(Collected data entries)
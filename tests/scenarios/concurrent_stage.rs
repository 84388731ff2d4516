//! Test: Concurrent stages - full join and dominance aggregation

use crate::helpers::*;
use devflow::core::Status;
use std::time::Duration;

#[tokio::test]
async fn test_cancel_dominates_success() {
    let harness = Harness::new(MockDispatcher::new().cancelling("img/a2"));
    let mut flow = flow_with(vec![concurrent(
        "test",
        vec![action("a1", &["img/a1"]), action("a2", &["img/a2"])],
    )]);

    let report = harness.run(&mut flow).await;

    assert_flow_status(&flow, &report, Status::Cancel);
    assert_eq!(
        action_statuses(&flow.stages[1]),
        vec![Status::Success, Status::Cancel]
    );
}

/// No sibling is cancelled when one branch fails
#[tokio::test]
async fn test_failure_dominates_and_every_action_finishes() {
    let harness = Harness::new(
        MockDispatcher::new()
            .cancelling("img/a1")
            .failing("img/a2"),
    );
    let mut flow = flow_with(vec![concurrent(
        "test",
        vec![
            action("a1", &["img/a1"]),
            action("a2", &["img/a2"]),
            action("a3", &["img/a3", "img/a3b"]),
        ],
    )]);

    let report = harness.run(&mut flow).await;

    assert_flow_status(&flow, &report, Status::Failure);
    let stage = &flow.stages[1];
    assert_eq!(
        action_statuses(stage),
        vec![Status::Cancel, Status::Failure, Status::Success]
    );
    assert!(harness.dispatcher.was_called("img/a3b"));
    assert!(stage.actions.iter().all(|a| a.status.is_terminal()));
}

#[tokio::test(start_paused = true)]
async fn test_actions_run_at_the_same_time() {
    let harness = Harness::new(MockDispatcher::new().with_delay(Duration::from_secs(5)));
    let mut flow = flow_with(vec![concurrent(
        "test",
        vec![
            action("a1", &["img/a1"]),
            action("a2", &["img/a2"]),
            action("a3", &["img/a3"]),
        ],
    )]);

    let started = tokio::time::Instant::now();
    let report = harness.run(&mut flow).await;

    assert_flow_status(&flow, &report, Status::Success);
    assert_eq!(harness.dispatcher.max_in_flight(), 3);
    assert!(started.elapsed() < Duration::from_secs(10));
}

#[tokio::test(start_paused = true)]
async fn test_sequential_stage_never_overlaps() {
    let harness = Harness::new(MockDispatcher::new().with_delay(Duration::from_secs(5)));
    let mut flow = flow_with(vec![sequential(
        "test",
        vec![action("a1", &["img/a1"]), action("a2", &["img/a2"])],
    )]);

    harness.run(&mut flow).await;

    assert_eq!(harness.dispatcher.max_in_flight(), 1);
}

/// Lines written at stage scope by one branch stay adjacent and ordered
#[tokio::test(start_paused = true)]
async fn test_stage_log_keeps_action_lines_together() {
    let harness = Harness::new(MockDispatcher::new().with_delay(Duration::from_millis(10)));
    let actions = (0..8)
        .map(|i| action(&format!("a{}", i), &[format!("img/{}", i).as_str()]))
        .collect();
    let mut flow = flow_with(vec![concurrent("fan-out", actions)]);

    harness.run(&mut flow).await;

    let lines = flow.stages[1].logs.snapshot();
    for i in 0..8 {
        let started = line_index(&lines, &format!("The Number [{}] action is running", i));
        let finished = line_index(&lines, &format!("Action [a{}] status change to success", i));
        assert_eq!(finished, started + 1, "lines of action a{} are interleaved", i);
    }
}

- **Requirement**
Within the data above, how many lines include the string "branch"? Only the number is required.

- **Solution to this problem**
2